Mahnkopf[12]等第一次证实MRI对左心房心肌纤维化识别的可行性,并采用高分辨率LGE-MRI发现导管消融隔离肺静脉后左心房的瘢痕形态。本研究结果显示MRI和CARTO图像的分级一致性较好,准确率达到83.3%,与国内外相关研究结果相近[6,13]。对于MRI而言,除了有非侵入性及无辐射特点外,和CARTO比较,MRI具有高分辨对比能力,尤其在心血管方面具有识别心脏组织及了解心脏功能的能力。它对正常心房组织的评估更准确。在比较研究中[13],CATRO的制图研究具有高度的空间误差,这种误差从0.5 cm 到1.0 cm不等。相比之下,用LGE-MRI提供了更为准确的解剖学和病理位置信息。
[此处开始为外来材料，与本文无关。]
//! In-memory transport backed by [`tokio::io::duplex`].
//!
//! Used by the test suites to pair two engines without touching the
//! network; production code uses [`crate::tcp`].

use anyhow::Context;
use tokio::io::{AsyncReadExt, AsyncWriteExt, DuplexStream};

use nearchat_core::transport::Connection;

/// Buffer capacity of each direction of the pipe.
const PIPE_CAPACITY: usize = 64 * 1024;

/// One end of an in-memory duplex pipe.
pub struct MemoryConnection {
    stream: DuplexStream,
    peer: String,
}

/// Creates a connected pair of in-memory connections.
///
/// Bytes written to one end are readable from the other, in order, until
/// an end is dropped — after which the survivor sees `Ok(0)` on read,
/// just like a closed socket.
#[must_use]
pub fn memory_pair() -> (MemoryConnection, MemoryConnection) {
    let (a, b) = tokio::io::duplex(PIPE_CAPACITY);
    (
        MemoryConnection {
            stream: a,
            peer: "memory:b".into(),
        },
        MemoryConnection {
            stream: b,
            peer: "memory:a".into(),
        },
    )
}

impl Connection for MemoryConnection {
    fn peer(&self) -> String {
        self.peer.clone()
    }

    fn read<'a>(
        &'a mut self,
        buf: &'a mut [u8],
    ) -> impl Future<Output = anyhow::Result<usize>> + Send + 'a {
        async move {
            self.stream
                .read(buf)
                .await
                .context("failed to read from in-memory connection")
        }
    }

    fn write_all<'a>(
        &'a mut self,
        buf: &'a [u8],
    ) -> impl Future<Output = anyhow::Result<()>> + Send + 'a {
        async move {
            self.stream
                .write_all(buf)
                .await
                .context("failed to write to in-memory connection")
        }
    }

    fn shutdown(&mut self) -> impl Future<Output = anyhow::Result<()>> + Send + '_ {
        async move {
            self.stream
                .shutdown()
                .await
                .context("failed to shut down in-memory connection")
        }
    }
}
use std::io::Write;
use std::path::Path;

/// Prints the interactive prompt marker (`> `) and flushes stdout.
pub fn print_prompt() {
    print!("\n> ");
    let _ = std::io::stdout().flush();
}

/// Prints the startup banner.
pub fn print_banner(listen_addr: &str, receive_dir: &Path) {
    println!();
    println!("╔══════════════════════════════════════════════════════╗");
    println!("║                 🔗  nearchat  CLI  🔗               ║");
    println!("╠══════════════════════════════════════════════════════╣");
    println!("║  Listen  : {listen_addr:<41} ║");
    println!("║  Save to : {:<41} ║", receive_dir.display().to_string());
    println!("╚══════════════════════════════════════════════════════╝");
    println!();
}

/// Prints available commands.
pub fn print_help() {
    println!();
    println!("  Commands:");
    println!("    listen [addr]        Wait for a peer to connect");
    println!("    connect <addr>       Connect to a listening peer");
    println!("    say <message>        Send a chat message");
    println!("    send <file_path>     Send a file");
    println!("    accept / reject      Answer the verification code");
    println!("    stop                 Tear the session down");
    println!("    clear                Clear the last error");
    println!("    help                 Show this help");
    println!("    quit                 Shut down and exit");
    println!();
    println!("  After the handshake, both screens show a 5-digit code.");
    println!("  Compare them out loud before accepting.");
}

/// Reads one trimmed line from the given buffered stdin reader.
/// Returns `None` on EOF or read error.
pub async fn read_line(reader: &mut tokio::io::BufReader<tokio::io::Stdin>) -> Option<String> {
    use tokio::io::AsyncBufReadExt;

    let mut line = String::new();
    match reader.read_line(&mut line).await {
        Ok(0) | Err(_) => None,
        Ok(_) => Some(line.trim().to_string()),
    }
}
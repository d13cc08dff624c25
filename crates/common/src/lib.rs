//! Shared building blocks for the todo service crates: logging setup,
//! runtime environment checks and small wire types.

pub mod types;
pub mod utils;
pub mod env;

#[cfg(test)]
mod tests {
    use super::*;

    #[test]
    fn health_type_ok() {
        let h = types::Health { status: "ok" };
        assert_eq!(h.status, "ok");
    }
}
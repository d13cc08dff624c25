use std::path::{Path, PathBuf};

use async_trait::async_trait;
use serde::Serialize;
use tokio::fs;

use crate::errors::ServiceError;
use crate::storage::DocumentStore;
use crate::todo::domain::Document;

/// JSON file-backed document store.
///
/// Every `load` reads and parses the whole file and every `save` rewrites it
/// in full. Nothing is cached between calls, so a missing or malformed file
/// fails the operation that touches it.
#[derive(Clone, Debug)]
pub struct JsonFileStore {
    file_path: PathBuf,
}

impl JsonFileStore {
    pub fn new<P: Into<PathBuf>>(path: P) -> Self {
        Self { file_path: path.into() }
    }

    pub fn path(&self) -> &Path {
        &self.file_path
    }
}

/// Four-space indented JSON, the layout the todos file has always used.
fn to_pretty_json(doc: &Document) -> Result<Vec<u8>, ServiceError> {
    let mut buf = Vec::new();
    let formatter = serde_json::ser::PrettyFormatter::with_indent(b"    ");
    let mut ser = serde_json::Serializer::with_formatter(&mut buf, formatter);
    doc.serialize(&mut ser).map_err(ServiceError::storage)?;
    Ok(buf)
}

#[async_trait]
impl DocumentStore for JsonFileStore {
    async fn load(&self) -> Result<Document, ServiceError> {
        let bytes = fs::read(&self.file_path)
            .await
            .map_err(|e| ServiceError::Storage(format!("read {}: {e}", self.file_path.display())))?;
        serde_json::from_slice(&bytes)
            .map_err(|e| ServiceError::Storage(format!("parse {}: {e}", self.file_path.display())))
    }

    async fn save(&self, doc: &Document) -> Result<(), ServiceError> {
        let data = to_pretty_json(doc)?;
        fs::write(&self.file_path, data)
            .await
            .map_err(|e| ServiceError::Storage(format!("write {}: {e}", self.file_path.display())))?;
        Ok(())
    }
}
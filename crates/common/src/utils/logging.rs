use std::io;
use tracing_subscriber::{fmt, EnvFilter};

/// Initialize tracing subscriber with sensible defaults and stdout writer.
/// - Respects `RUST_LOG` if set
/// - Falls back to `info,tower_http=info,axum=info`
/// - Writes to stdout to improve visibility in environments that hide stderr
pub fn init_logging_default() {
    let env_filter = EnvFilter::try_from_default_env()
        .unwrap_or_else(|_| EnvFilter::new("info,tower_http=info,axum=info"));
    let _ = fmt()
        .with_env_filter(env_filter)
        .with_target(false)
        .compact()
        .with_writer(io::stdout)
        .try_init();
}

/// Initialize tracing subscriber with JSON structured output.
/// - Respects `RUST_LOG` if set, defaults to `info`
/// - Store operations log at debug under `service::todo`, enable them with
///   e.g. `RUST_LOG=info,service::todo=debug`
pub fn init_logging_json() {
    let env_filter = EnvFilter::try_from_default_env()
        .unwrap_or_else(|_| EnvFilter::new("info"));
    let _ = fmt()
        .with_env_filter(env_filter)
        .with_target(true)
        .json()
        .with_writer(io::stdout)
        .try_init();
}

/// Pick the subscriber flavour from a config string (`"json"` or anything
/// else for compact text).
pub fn init_logging(format: &str) {
    if format.eq_ignore_ascii_case("json") {
        init_logging_json();
    } else {
        init_logging_default();
    }
}
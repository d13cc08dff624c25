//! Service layer for the todo API.
//! - `todo` holds the document model and the `TodoStore` operations.
//! - `storage` holds the persistence port and its file/in-memory backends.

pub mod errors;
pub mod storage;
pub mod todo;
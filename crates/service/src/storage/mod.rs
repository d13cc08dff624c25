//! Storage abstractions for service layer
//!
//! The todo store never touches files directly; it loads and saves the whole
//! document through [`DocumentStore`].

use async_trait::async_trait;

use crate::errors::ServiceError;
use crate::todo::domain::Document;

pub mod json_file_store;
pub mod memory_store;

pub use json_file_store::JsonFileStore;
pub use memory_store::MemoryStore;

/// Persistence port for the todos document.
/// Implementations can be file-backed, in-memory, or remote KV.
#[async_trait]
pub trait DocumentStore: Send + Sync {
    async fn load(&self) -> Result<Document, ServiceError>;
    async fn save(&self, doc: &Document) -> Result<(), ServiceError>;
}
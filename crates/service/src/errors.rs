use thiserror::Error;

#[derive(Debug, Error)]
pub enum ServiceError {
    #[error("{0}")]
    InvalidRequest(String),
    #[error("The user {0} already exists")]
    Conflict(String),
    #[error("The user {0} doesn't exist")]
    NotFound(String),
    #[error("storage error: {0}")]
    Storage(String),
}

impl ServiceError {
    pub fn storage(e: impl std::fmt::Display) -> Self { Self::Storage(e.to_string()) }
}
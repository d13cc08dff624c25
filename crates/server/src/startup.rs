use std::{net::SocketAddr, path::Path, sync::Arc};

use axum::Router;
use common::utils::logging::init_logging;
use configs::AppConfig;
use dotenvy::dotenv;
use service::{storage::JsonFileStore, todo::TodoStore};
use tower_http::cors::CorsLayer;
use tracing::info;

use crate::errors::StartupError;
use crate::routes;

/// Shared handler state
#[derive(Clone)]
pub struct AppState {
    pub todos: TodoStore,
}

fn build_cors() -> CorsLayer {
    CorsLayer::very_permissive()
}

fn bind_addr(cfg: &AppConfig) -> Result<SocketAddr, StartupError> {
    format!("{}:{}", cfg.server.host, cfg.server.port)
        .parse()
        .map_err(|e| StartupError::InvalidConfig(format!("bind address: {e}")))
}

/// Build the router over a todos file, seeding it with `[]` if it is missing.
pub async fn build_app(todos_file: &Path) -> anyhow::Result<Router> {
    common::env::ensure_data_file(todos_file)
        .await
        .map_err(|e| StartupError::Runtime(e.to_string()))?;
    let storage = Arc::new(JsonFileStore::new(todos_file));
    let state = AppState { todos: TodoStore::new(storage) };
    Ok(routes::build_router(state, build_cors()))
}

/// Public entry: build the app and run the HTTP server
pub async fn run() -> anyhow::Result<()> {
    dotenv().ok();
    let cfg = AppConfig::load_or_env()?;
    init_logging(&cfg.logging.format);

    let todos_file = Path::new(&cfg.storage.todos_file);
    let app = build_app(todos_file).await?;

    let addr = bind_addr(&cfg)?;
    info!(%addr, todos_file = %todos_file.display(), "starting todo server");
    let listener = tokio::net::TcpListener::bind(addr).await?;
    axum::serve(listener, app).await?;
    Ok(())
}
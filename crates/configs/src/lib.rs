use anyhow::Result;
use serde::Deserialize;
use anyhow::anyhow;

pub const DEFAULT_HOST: &str = "0.0.0.0";
pub const DEFAULT_PORT: u16 = 3000;
pub const DEFAULT_TODOS_FILE: &str = "data/todos.json";

#[derive(Debug, Clone, Deserialize, Default)]
pub struct AppConfig {
    #[serde(default)]
    pub server: ServerConfig,
    #[serde(default)]
    pub storage: StorageConfig,
    #[serde(default)]
    pub logging: LoggingConfig,
}

#[derive(Debug, Clone, Deserialize)]
pub struct ServerConfig {
    pub host: String,
    pub port: u16,
    #[serde(default)]
    pub worker_threads: Option<usize>,
}

impl Default for ServerConfig {
    fn default() -> Self {
        Self { host: DEFAULT_HOST.into(), port: DEFAULT_PORT, worker_threads: Some(4) }
    }
}

#[derive(Debug, Clone, Deserialize)]
pub struct StorageConfig {
    /// JSON file holding the whole todos document.
    #[serde(default = "default_todos_file")]
    pub todos_file: String,
}

impl Default for StorageConfig {
    fn default() -> Self {
        Self { todos_file: default_todos_file() }
    }
}

#[derive(Debug, Clone, Deserialize)]
pub struct LoggingConfig {
    /// `compact` or `json`
    #[serde(default = "default_log_format")]
    pub format: String,
}

impl Default for LoggingConfig {
    fn default() -> Self {
        Self { format: default_log_format() }
    }
}

fn default_todos_file() -> String { DEFAULT_TODOS_FILE.to_string() }
fn default_log_format() -> String { "compact".to_string() }

pub fn load_default() -> Result<AppConfig> {
    let path = std::env::var("CONFIG_PATH").unwrap_or_else(|_| "config.toml".to_string());
    load_from_file(&path)
}

pub fn load_from_file(path: &str) -> Result<AppConfig> {
    let content = std::fs::read_to_string(path)?;
    let cfg: AppConfig = toml::from_str(&content)?;
    Ok(cfg)
}

impl AppConfig {
    pub fn load_and_validate() -> Result<Self> {
        let mut cfg = load_default()?;
        cfg.normalize_and_validate()?;
        Ok(cfg)
    }

    /// Config file if present, otherwise built from environment variables.
    pub fn load_or_env() -> Result<Self> {
        match Self::load_and_validate() {
            Ok(cfg) => Ok(cfg),
            Err(_) => {
                let mut cfg = Self::from_env();
                cfg.normalize_and_validate()?;
                Ok(cfg)
            }
        }
    }

    /// `SERVER_HOST`, `PORT` (or `SERVER_PORT`), `TODOS_FILE`,
    /// `TOKIO_WORKER_THREADS`, `LOG_FORMAT`.
    pub fn from_env() -> Self {
        let env = |key: &str| std::env::var(key).ok();
        let port = env("PORT")
            .or_else(|| env("SERVER_PORT"))
            .and_then(|p| p.parse::<u16>().ok())
            .unwrap_or(DEFAULT_PORT);
        Self {
            server: ServerConfig {
                host: env("SERVER_HOST").unwrap_or_else(|| DEFAULT_HOST.to_string()),
                port,
                worker_threads: env("TOKIO_WORKER_THREADS").and_then(|v| v.parse::<usize>().ok()),
            },
            storage: StorageConfig {
                todos_file: env("TODOS_FILE").unwrap_or_else(default_todos_file),
            },
            logging: LoggingConfig {
                format: env("LOG_FORMAT").unwrap_or_else(default_log_format),
            },
        }
    }

    pub fn normalize_and_validate(&mut self) -> Result<()> {
        self.server.normalize()?;
        self.storage.validate()?;
        Ok(())
    }
}

impl ServerConfig {
    fn normalize(&mut self) -> Result<()> {
        if self.host.trim().is_empty() {
            self.host = DEFAULT_HOST.to_string();
        }
        if self.port == 0 {
            return Err(anyhow!("server.port must be in 1..=65535"));
        }
        if let Some(w) = self.worker_threads {
            if w == 0 { self.worker_threads = Some(4); }
        } else {
            self.worker_threads = Some(4);
        }
        Ok(())
    }
}

impl StorageConfig {
    pub fn validate(&self) -> Result<()> {
        if self.todos_file.trim().is_empty() {
            return Err(anyhow!("storage.todos_file is empty; set it in config.toml or TODOS_FILE"));
        }
        Ok(())
    }
}
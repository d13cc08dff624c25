//! Per-user todo lists kept in a single JSON document.

pub mod domain;
pub mod store;

pub use domain::{Document, Task, User};
pub use store::TodoStore;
本研究因样本量较小,尚有一定的局限性,且国内对于LGE-MRI心肌纤维化研究较少,心肌纤维化程度的分级方法尚无统一定论。因此需要一些大样本或多中心的临床试验证实该方法的可靠性,使之在临床实践中成为一种强烈的术前预测检查。此外本研究AF 复发的因素除了与术前纤维化程度有关,笔者认为还需要考虑可能与射频消融术后消融线不完整有关系,从而可以通过术后行3D LGEMRI进一步明确,同时通过导管介入的方式进一步完善消融线,但本研究为2D LGE-MRI,因此也无法全面、三维的观察消融瘢痕是否完整,后续研究中笔者将使用3D LGE-MRI进一步探讨。